Spearheaded by the FBI, the initiative to block all infected computers from the Internet on Monday will result in the inability to access the Web and anything having to do with it. This means that infected computers will not be able to check email, watch Internet videos or even connect to the service.
DNSChanger is a malicious software (malware) program that infects an Internet user’s computer by disguising itself as a Trojan Horse, which means that it hides itself within “trusted” downloadable programs and then unleashes havoc once the program is installed.
This malware can be most relatable to a phishing scam, except that its threat is more elevated. In a phishing scam, a computer user is usually presented with a link to a bogus website that looks trusted, secure and safe. If a user follows the link to the fake website and inputs any information into it, hackers who created the site are instantly and irreversibly able to collect that login info and use it in their favor.
DNSChanger is more serious than a phishing scam because the malware doesn’t require you to follow a false, dangerous link. Instead, the virus simply redirects you to a malicious site as soon as you press Enter after typing an address in your browser’s URL. In other words, all the hackers need is for you to have an infected computer and visit a site you trust. From there, their program does the rest as you are sent to a duplicate site created by the hackers. The criminals then make their money (over $14 million) from users clicking on fake ads or entering their credit card info.
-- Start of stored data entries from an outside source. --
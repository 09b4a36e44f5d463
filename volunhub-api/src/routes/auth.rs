/// Account endpoints
///
/// Login and registration identify a user by email only. No credential is
/// checked and no token is issued; clients keep the returned user id.
///
/// # Endpoints
///
/// - `POST /api/auth/login` - Look up a user by email
/// - `POST /api/auth/register` - Create a user

use crate::{
    app::AppState,
    error::{ApiError, ApiResult, ValidJson},
};
use axum::{extract::State, http::StatusCode, Json};
use serde::Deserialize;
use validator::Validate;
use volunhub_shared::models::user::{CreateUser, User};

/// Login request
#[derive(Debug, Deserialize, Validate)]
pub struct LoginRequest {
    #[serde(default)]
    #[validate(length(min = 1, message = "Email is required"))]
    pub email: String,
}

/// Register request
#[derive(Debug, Deserialize, Validate)]
pub struct RegisterRequest {
    /// Display name; initials are derived from it
    #[serde(default)]
    #[validate(length(max = 100, message = "Name must be at most 100 characters"))]
    pub name: String,

    #[serde(default)]
    #[validate(length(min = 1, message = "Email is required"))]
    pub email: String,
}

/// Returns the user registered under an email
///
/// # Errors
///
/// - 400 if the email is missing
/// - 404 if no user has that email
pub async fn login(
    State(state): State<AppState>,
    ValidJson(req): ValidJson<LoginRequest>,
) -> ApiResult<Json<User>> {
    let user = User::find_by_email(&state.db, req.email.trim())
        .await?
        .ok_or_else(|| ApiError::NotFound("User not found".to_string()))?;

    tracing::info!(user_id = user.id, "User logged in");

    Ok(Json(user))
}

/// Creates a user
///
/// # Errors
///
/// - 400 if the email is missing or already registered
pub async fn register(
    State(state): State<AppState>,
    ValidJson(req): ValidJson<RegisterRequest>,
) -> ApiResult<(StatusCode, Json<User>)> {
    let user = User::create(&state.db, CreateUser::new(req.name.trim(), req.email.trim()))
        .await
        .map_err(|e| {
            tracing::warn!(error = %e, "Registration rejected");
            ApiError::from(e)
        })?;

    tracing::info!(user_id = user.id, "User registered");

    Ok((StatusCode::CREATED, Json(user)))
}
First appearing in false programs distributed on pornographic sites that claimed they needed to be installed before viewing content, the virus has infected millions of computers since its discovery in 2007. Of the infected computers, more than 500,000 were — and are — in the US.
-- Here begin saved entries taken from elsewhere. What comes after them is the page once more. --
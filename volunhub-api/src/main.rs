//! # Volunhub API Server
//!
//! Serves the volunteering board: task posting with a daily quota,
//! one-task-at-a-time acceptance, completion with impact reports, skill
//! matching, volunteer directory and community feed.
//!
//! ## Usage
//!
//! ```bash
//! DATABASE_URL=sqlite://volunteer_hub.db cargo run -p volunhub-api
//! ```

use tokio::net::TcpListener;
use tracing_subscriber::{layer::SubscriberExt, util::SubscriberInitExt, EnvFilter};
use volunhub_api::{
    app::{build_router, AppState},
    config::Config,
};
use volunhub_shared::db::{migrations, pool, seed};

#[tokio::main]
async fn main() -> anyhow::Result<()> {
    init_tracing();

    tracing::info!(
        "Volunhub API Server v{} starting...",
        env!("CARGO_PKG_VERSION")
    );

    let config = Config::from_env()?;

    let db = pool::create_pool(config.pool_config()).await?;
    migrations::run_migrations(&db).await?;

    seed::seed_if_empty(&db, config.database.seed_sample_data).await?;

    let addr = config.bind_address();
    let state = AppState::new(db.clone(), config);
    let app = build_router(state);

    let listener = TcpListener::bind(&addr).await?;
    tracing::info!("Server listening on http://{}", addr);

    axum::serve(listener, app)
        .with_graceful_shutdown(shutdown_signal())
        .await?;

    pool::close_pool(db).await;
    tracing::info!("Server stopped");

    Ok(())
}

fn init_tracing() {
    let filter = EnvFilter::try_from_default_env()
        .unwrap_or_else(|_| "volunhub_api=debug,volunhub_shared=debug,tower_http=debug".into());

    let json = std::env::var("LOG_FORMAT")
        .map(|format| format.eq_ignore_ascii_case("json"))
        .unwrap_or(false);

    if json {
        tracing_subscriber::registry()
            .with(filter)
            .with(tracing_subscriber::fmt::layer().json())
            .init();
    } else {
        tracing_subscriber::registry()
            .with(filter)
            .with(tracing_subscriber::fmt::layer())
            .init();
    }
}

async fn shutdown_signal() {
    if let Err(e) = tokio::signal::ctrl_c().await {
        tracing::error!(error = %e, "Failed to listen for shutdown signal");
        std::future::pending::<()>().await;
    }
    tracing::info!("Shutdown signal received, draining connections...");
}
Since the FBI’s successful operation that arrested six Estonian hackers believed to be the core of the issue, many “rogue” fraudulent servers have been shut down and/or replaced. This means many computers that still have the virus are now going to the correct websites, but that doesn’t mean those users are out of the woods yet.
The best thing to do about the issue is run a virus scan on your computer. While paid programs like Norton Antivirus are the highest-rated overall, there are some free programs that work just as well, but may offer a few less features. AVG Antivirus 2012 and Avast are among the top free antivirus programs available through the Internet. Numerous other services have been suggested by the FBI to help instantly check to see if your PC is infected; it usually takes less than 2 seconds to find out.
James Davis, the IT CIO at Iowa State, said McAfee and Norton are comparable in terms of virus-stopping power.
“Our security group has been discussing this national issue, and some of the university’s employees like Doug Jacobson have been following it closely,” Davis said.
With the right precautions, this slowly-dying virus will dissappear even faster the more that the general public is aware of its threats. In the meantime, every computer user should make sure to scan their system before Monday.